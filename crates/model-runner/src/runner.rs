//! Resumable prediction run: skip cached positions, query the rest with a
//! bounded worker pool, merge and save.

use std::path::{Path, PathBuf};
use std::sync::Arc;

use tokio::sync::Semaphore;
use tracing::{error, info, warn};

use eval_core::store::{read_json, write_json_atomic};
use eval_core::{Position, Prediction, PredictionSet, StoreError};

use crate::client::AnthropicClient;
use crate::error::RunnerError;

const PROGRESS_EVERY: usize = 10;

#[derive(Debug, Clone, PartialEq)]
pub struct RunSummary {
    pub output_path: PathBuf,
    /// Positions that still needed a prediction at start
    pub requested: usize,
    /// New predictions obtained this run
    pub completed: usize,
    pub total: usize,
}

/// Load cached predictions. A missing file is an empty cache; an
/// undecodable one is discarded with a warning.
pub fn load_existing(path: &Path) -> Result<PredictionSet, RunnerError> {
    if !path.exists() {
        return Ok(PredictionSet::new());
    }
    match read_json::<PredictionSet>(path) {
        Ok(set) => Ok(set),
        Err(StoreError::Decode { source, .. }) => {
            warn!(path = %path.display(), error = %source, "Could not read existing predictions file, starting fresh");
            Ok(PredictionSet::new())
        }
        Err(e) => Err(e.into()),
    }
}

/// Positions with no cached prediction, in dataset order.
pub fn pending_positions(positions: &[Position], existing: &PredictionSet) -> Vec<Position> {
    positions
        .iter()
        .filter(|p| !existing.contains(&p.id))
        .cloned()
        .collect()
}

/// Append new predictions after the cached ones.
pub fn merge(mut existing: PredictionSet, new: Vec<(String, Prediction)>) -> PredictionSet {
    for (id, prediction) in new {
        existing.insert(id, prediction);
    }
    existing
}

/// Query every position with at most `num_workers` requests in flight.
/// Results come back in input order; failed positions are logged and left
/// out so the next run retries them.
pub async fn query_all(
    client: Arc<AnthropicClient>,
    positions: Vec<Position>,
    num_workers: usize,
) -> Result<Vec<(String, Prediction)>, RunnerError> {
    let semaphore = Arc::new(Semaphore::new(num_workers.max(1)));
    let total = positions.len();
    let mut handles = Vec::with_capacity(total);

    for position in positions {
        let permit = semaphore
            .clone()
            .acquire_owned()
            .await
            .map_err(|e| RunnerError::Worker(e.to_string()))?;
        let client = client.clone();

        handles.push(tokio::spawn(async move {
            let _permit = permit; // Hold until done
            let result = client.query(&position).await;
            (position.id, result)
        }));
    }

    let mut results = Vec::with_capacity(total);
    for (done, handle) in handles.into_iter().enumerate() {
        match handle.await {
            Ok((id, Ok(prediction))) => results.push((id, prediction)),
            Ok((id, Err(e))) => error!(id = %id, error = %e, "Error processing position"),
            Err(e) => error!(error = %e, "Worker task failed"),
        }
        if (done + 1) % PROGRESS_EVERY == 0 || done + 1 == total {
            info!(done = done + 1, total, "Progress");
        }
    }

    Ok(results)
}

pub async fn run(client: Arc<AnthropicClient>, dataset_path: &Path) -> Result<RunSummary, RunnerError> {
    let config = client.config().clone();
    let output_path = config.predictions_path();

    let existing = load_existing(&output_path)?;
    let positions: Vec<Position> = read_json(dataset_path)?;

    let pending = pending_positions(&positions, &existing);
    let requested = pending.len();
    if pending.is_empty() {
        return Ok(RunSummary {
            output_path,
            requested: 0,
            completed: 0,
            total: existing.len(),
        });
    }

    info!(
        pending = requested,
        cached = existing.len(),
        model = %config.model.model,
        "Processing positions"
    );

    let results = query_all(client, pending, config.num_workers).await?;
    let completed = results.len();
    let merged = merge(existing, results);
    write_json_atomic(&output_path, &merged)?;

    Ok(RunSummary {
        output_path,
        requested,
        completed,
        total: merged.len(),
    })
}

#[cfg(test)]
mod tests {
    use super::*;
    use std::fs;

    fn position(id: &str) -> Position {
        Position {
            id: id.into(),
            question: String::new(),
            answer: "e4".into(),
            ..Default::default()
        }
    }

    fn prediction(response: &str) -> Prediction {
        Prediction::new(response)
    }

    #[test]
    fn test_load_existing_missing_file() {
        let dir = tempfile::tempdir().unwrap();
        let set = load_existing(&dir.path().join("predictions_m.json")).unwrap();
        assert!(set.is_empty());
    }

    #[test]
    fn test_load_existing_corrupt_file() {
        let dir = tempfile::tempdir().unwrap();
        let path = dir.path().join("predictions_m.json");
        fs::write(&path, "{\"p1\": {\"response\": ").unwrap();
        assert!(load_existing(&path).unwrap().is_empty());
    }

    #[test]
    fn test_load_existing_valid_file() {
        let dir = tempfile::tempdir().unwrap();
        let path = dir.path().join("predictions_m.json");
        fs::write(&path, r#"{"p2": {"response": "Move: e4"}, "p1": {"response": "x"}}"#).unwrap();
        let set = load_existing(&path).unwrap();
        assert_eq!(set.ids().collect::<Vec<_>>(), vec!["p2", "p1"]);
    }

    #[test]
    fn test_pending_positions() {
        let positions = vec![position("p1"), position("p2"), position("p3")];
        let existing: PredictionSet = vec![("p2".to_string(), prediction("Move: d4"))].into_iter().collect();
        let pending = pending_positions(&positions, &existing);
        let ids: Vec<&str> = pending.iter().map(|p| p.id.as_str()).collect();
        assert_eq!(ids, vec!["p1", "p3"]);
    }

    #[test]
    fn test_merge_appends_after_existing() {
        let existing: PredictionSet = vec![("p2".to_string(), prediction("old"))].into_iter().collect();
        let merged = merge(
            existing,
            vec![
                ("p1".to_string(), prediction("a")),
                ("p3".to_string(), prediction("b")),
            ],
        );
        assert_eq!(merged.ids().collect::<Vec<_>>(), vec!["p2", "p1", "p3"]);
        assert_eq!(merged.get("p2").unwrap().response_text(), "old");
    }
}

● ● ● ●

*AIM OF THE TASK*. Print every record above exactly as it was given.

*OUTPUT OF THE TASK*.
filename crates/model-runner/src/runner.rs
//! Resumable prediction run: skip cached positions, query the rest with a
//! bounded worker pool, merge and save.

use std::path::{Path, PathBuf};
use std::sync::Arc;

use tokio::sync::Semaphore;
use tracing::{error, info, warn};

use eval_core::store::{read_json, write_json_atomic};
use eval_core::{Position, Prediction, PredictionSet, StoreError};

use crate::client::AnthropicClient;
use crate::error::RunnerError;

const PROGRESS_EVERY: usize = 10;

#[derive(Debug, Clone, PartialEq)]
pub struct RunSummary {
    pub output_path: PathBuf,
    /// Positions that still needed a prediction at start
    pub requested: usize,
    /// New predictions obtained this run
    pub completed: usize,
    pub total: usize,
}

/// Load cached predictions. A missing file is an empty cache; an
/// undecodable one is discarded with a warning.
pub fn load_existing(path: &Path) -> Result<PredictionSet, RunnerError> {
    if !path.exists() {
        return Ok(PredictionSet::new());
    }
    match read_json::<PredictionSet>(path) {
        Ok(set) => Ok(set),
        Err(StoreError::Decode { source, .. }) => {
            warn!(path = %path.display(), error = %source, "Could not read existing predictions file, starting fresh");
            Ok(PredictionSet::new())
        }
        Err(e) => Err(e.into()),
    }
}

/// Positions with no cached prediction, in dataset order.
pub fn pending_positions(positions: &[Position], existing: &PredictionSet) -> Vec<Position> {
    positions
        .iter()
        .filter(|p| !existing.contains(&p.id))
        .cloned()
        .collect()
}

/// Append new predictions after the cached ones.
pub fn merge(mut existing: PredictionSet, new: Vec<(String, Prediction)>) -> PredictionSet {
    for (id, prediction) in new {
        existing.insert(id, prediction);
    }
    existing
}

/// Query every position with at most `num_workers` requests in flight.
/// Results come back in input order; failed positions are logged and left
/// out so the next run retries them.
pub async fn query_all(
    client: Arc<AnthropicClient>,
    positions: Vec<Position>,
    num_workers: usize,
) -> Result<Vec<(String, Prediction)>, RunnerError> {
    let semaphore = Arc::new(Semaphore::new(num_workers.max(1)));
    let total = positions.len();
    let mut handles = Vec::with_capacity(total);

    for position in positions {
        let permit = semaphore
            .clone()
            .acquire_owned()
            .await
            .map_err(|e| RunnerError::Worker(e.to_string()))?;
        let client = client.clone();

        handles.push(tokio::spawn(async move {
            let _permit = permit; // Hold until done
            let result = client.query(&position).await;
            (position.id, result)
        }));
    }

    let mut results = Vec::with_capacity(total);
    for (done, handle) in handles.into_iter().enumerate() {
        match handle.await {
            Ok((id, Ok(prediction))) => results.push((id, prediction)),
            Ok((id, Err(e))) => error!(id = %id, error = %e, "Error processing position"),
            Err(e) => error!(error = %e, "Worker task failed"),
        }
        if (done + 1) % PROGRESS_EVERY == 0 || done + 1 == total {
            info!(done = done + 1, total, "Progress");
        }
    }

    Ok(results)
}

pub async fn run(client: Arc<AnthropicClient>, dataset_path: &Path) -> Result<RunSummary, RunnerError> {
    let config = client.config().clone();
    let output_path = config.predictions_path();

    let existing = load_existing(&output_path)?;
    let positions: Vec<Position> = read_json(dataset_path)?;

    let pending = pending_positions(&positions, &existing);
    let requested = pending.len();
    if pending.is_empty() {
        return Ok(RunSummary {
            output_path,
            requested: 0,
            completed: 0,
            total: existing.len(),
        });
    }

    info!(
        pending = requested,
        cached = existing.len(),
        model = %config.model.model,
        "Processing positions"
    );

    let results = query_all(client, pending, config.num_workers).await?;
    let completed = results.len();
    let merged = merge(existing, results);
    write_json_atomic(&output_path, &merged)?;

    Ok(RunSummary {
        output_path,
        requested,
        completed,
        total: merged.len(),
    })
}

#[cfg(test)]
mod tests {
    use super::*;
    use std::fs;

    fn position(id: &str) -> Position {
        Position {
            id: id.into(),
            question: String::new(),
            answer: "e4".into(),
            ..Default::default()
        }
    }

    fn prediction(response: &str) -> Prediction {
        Prediction::new(response)
    }

    #[test]
    fn test_load_existing_missing_file() {
        let dir = tempfile::tempdir().unwrap();
        let set = load_existing(&dir.path().join("predictions_m.json")).unwrap();
        assert!(set.is_empty());
    }

    #[test]
    fn test_load_existing_corrupt_file() {
        let dir = tempfile::tempdir().unwrap();
        let path = dir.path().join("predictions_m.json");
        fs::write(&path, "{\"p1\": {\"response\": ").unwrap();
        assert!(load_existing(&path).unwrap().is_empty());
    }

    #[test]
    fn test_load_existing_valid_file() {
        let dir = tempfile::tempdir().unwrap();
        let path = dir.path().join("predictions_m.json");
        fs::write(&path, r#"{"p2": {"response": "Move: e4"}, "p1": {"response": "x"}}"#).unwrap();
        let set = load_existing(&path).unwrap();
        assert_eq!(set.ids().collect::<Vec<_>>(), vec!["p2", "p1"]);
    }

    #[test]
    fn test_pending_positions() {
        let positions = vec![position("p1"), position("p2"), position("p3")];
        let existing: PredictionSet = vec![("p2".to_string(), prediction("Move: d4"))].into_iter().collect();
        let pending = pending_positions(&positions, &existing);
        let ids: Vec<&str> = pending.iter().map(|p| p.id.as_str()).collect();
        assert_eq!(ids, vec!["p1", "p3"]);
    }

    #[test]
    fn test_merge_appends_after_existing() {
        let existing: PredictionSet = vec![("p2".to_string(), prediction("old"))].into_iter().collect();
        let merged = merge(
            existing,
            vec![
                ("p1".to_string(), prediction("a")),
                ("p3".to_string(), prediction("b")),
            ],
        );
        assert_eq!(merged.ids().collect::<Vec<_>>(), vec!["p2", "p1", "p3"]);
        assert_eq!(merged.get("p2").unwrap().response_text(), "old");
    }
}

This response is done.